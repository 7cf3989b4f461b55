//! Queue selection policies.
//!
//! A selector maps an arriving flow onto one queue of the set. Selectors run
//! under the queue set lock and only read queue state.

use crate::dealer::Dealer;
use crate::error::{FairQueueError, FairQueueResult};
use crate::fair_queue::FairQueueAccessor;
use crate::types::{FlowId, QueueIndex};

/// Chooses the queue an arriving request joins.
pub trait QueueSelector: Send {
    /// Returns the queue for a request of `flow`.
    ///
    /// # Errors
    ///
    /// Returns `FairQueueError::QueueAssignment` if no usable queue exists.
    fn select_queue(
        &mut self,
        queues: &dyn FairQueueAccessor,
        flow: FlowId,
    ) -> FairQueueResult<QueueIndex>;

    /// Short policy name for logs.
    fn name(&self) -> &'static str;
}

/// Cycles through the queues regardless of flow.
#[derive(Debug, Clone, Default)]
pub struct RoundRobinSelector {
    cursor: usize,
}

impl RoundRobinSelector {
    /// Creates a selector whose first pick is queue 1 (or 0 with one queue).
    #[must_use]
    pub const fn new() -> Self {
        Self { cursor: 0 }
    }
}

impl QueueSelector for RoundRobinSelector {
    fn select_queue(
        &mut self,
        queues: &dyn FairQueueAccessor,
        _flow: FlowId,
    ) -> FairQueueResult<QueueIndex> {
        let total = queues.total_queues();
        if total == 0 {
            return Err(FairQueueError::QueueAssignment {
                message: "no queues configured".to_string(),
            });
        }

        self.cursor = (self.cursor + 1) % total;
        let index = u32::try_from(self.cursor).map_err(|_| FairQueueError::QueueAssignment {
            message: format!("queue position {} out of range", self.cursor),
        })?;
        Ok(QueueIndex::new(index))
    }

    fn name(&self) -> &'static str {
        "round-robin"
    }
}

/// Deals each flow a fixed hand of queues and picks the least loaded one.
///
/// Load is the queue's projected virtual finish time. Ties go to the card
/// dealt first.
#[derive(Debug, Clone)]
pub struct ShuffleShardingSelector {
    dealer: Dealer,
    hand: Vec<u32>,
}

impl ShuffleShardingSelector {
    /// Creates a selector over `deck_size` queues with hands of `hand_size`.
    ///
    /// # Errors
    ///
    /// Returns `FairQueueError::InvalidConfig` if the dealer rejects the
    /// sizes.
    pub fn new(deck_size: u32, hand_size: u32) -> FairQueueResult<Self> {
        let dealer = Dealer::new(deck_size, hand_size)?;
        Ok(Self {
            dealer,
            hand: Vec::with_capacity(hand_size as usize),
        })
    }

    /// Returns the dealer.
    #[must_use]
    pub const fn dealer(&self) -> &Dealer {
        &self.dealer
    }
}

impl QueueSelector for ShuffleShardingSelector {
    fn select_queue(
        &mut self,
        queues: &dyn FairQueueAccessor,
        flow: FlowId,
    ) -> FairQueueResult<QueueIndex> {
        let deck = self.dealer.deck_size() as usize;
        if deck != queues.total_queues() {
            return Err(FairQueueError::QueueAssignment {
                message: format!(
                    "deck size {deck} does not match {} queues",
                    queues.total_queues()
                ),
            });
        }

        self.dealer.deal_into_hand(flow.get(), &mut self.hand);

        let mut best = None;
        for &card in &self.hand {
            let index = QueueIndex::new(card);
            let queue = queues
                .queue(index)
                .ok_or_else(|| FairQueueError::QueueAssignment {
                    message: format!("{index} missing from queue set"),
                })?;
            let load = queue.next_finish_r();
            if best.map_or(true, |(_, least)| load < least) {
                best = Some((index, load));
            }
        }

        best.map(|(index, _)| index)
            .ok_or_else(|| FairQueueError::QueueAssignment {
                message: "empty hand".to_string(),
            })
    }

    fn name(&self) -> &'static str {
        "shuffle-sharding"
    }
}
//! Wall-clock access and the virtual clock.
//!
//! The virtual clock advances `R` the way generalized processor sharing would
//! serve the currently active queues: each tick adds
//! `(seats_requested / active_queues) × elapsed` seat-seconds. `R` never
//! decreases.
//!
//! Wall time comes from a [`Clock`] so that tests can run under tokio's
//! paused time and still observe deterministic virtual time.

use std::time::Duration;

use tokio::time::Instant;

use crate::types::SeatSeconds;

/// Source of wall-clock time.
pub trait Clock: Send + Sync {
    /// Returns the current instant.
    fn now(&self) -> Instant;
}

/// [`Clock`] backed by `tokio::time::Instant::now`, which follows tokio's
/// paused clock in tests.
#[derive(Debug, Clone, Copy, Default)]
pub struct TokioClock;

impl Clock for TokioClock {
    fn now(&self) -> Instant {
        Instant::now()
    }
}

/// Instantaneous demand across a queue set, used to advance virtual time.
#[derive(Debug, Clone, Copy, PartialEq, Eq, Default)]
pub struct Demand {
    /// Seats requested by all queues (waiting plus in use), capped at the
    /// total seat capacity.
    pub seats_requested: u32,
    /// Number of queues that are not idle.
    pub active_queues: u32,
}

/// Virtual clock shared by every queue of a queue set.
#[derive(Debug, Clone)]
pub struct VirtualClock {
    /// Current virtual time.
    r: SeatSeconds,
    /// Wall time of the previous tick.
    last_tick: Instant,
}

impl VirtualClock {
    /// Creates a virtual clock at `R = 0`.
    #[must_use]
    pub const fn new(now: Instant) -> Self {
        Self {
            r: SeatSeconds::MIN,
            last_tick: now,
        }
    }

    /// Returns the current virtual time without side effects.
    #[must_use]
    pub const fn rt(&self) -> SeatSeconds {
        self.r
    }

    /// Returns the wall time of the previous tick.
    #[cfg(test)]
    #[must_use]
    pub const fn last_tick(&self) -> Instant {
        self.last_tick
    }

    /// Advances virtual time for the wall time elapsed since the last tick.
    ///
    /// `demand` is queried once. When no queue is active the clock does not
    /// move, but the tick still counts as the new reference point.
    pub fn tick(&mut self, now: Instant, demand: impl FnOnce() -> Demand) {
        let elapsed = now.saturating_duration_since(self.last_tick);
        if now > self.last_tick {
            self.last_tick = now;
        }

        let demand = demand();
        if demand.active_queues == 0 {
            return;
        }

        self.r += Self::increment(demand, elapsed);
    }

    /// Returns `(seats_requested / active_queues) × elapsed`.
    fn increment(demand: Demand, elapsed: Duration) -> SeatSeconds {
        let numerator = u128::from(demand.seats_requested) * elapsed.as_nanos();
        let units = numerator / u128::from(demand.active_queues);
        SeatSeconds::from_units(u64::try_from(units).unwrap_or(u64::MAX))
    }
}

| What needs to be done |
Report, as a bare number, how many lines above contain the string "previous".

| Response to the exercise |
2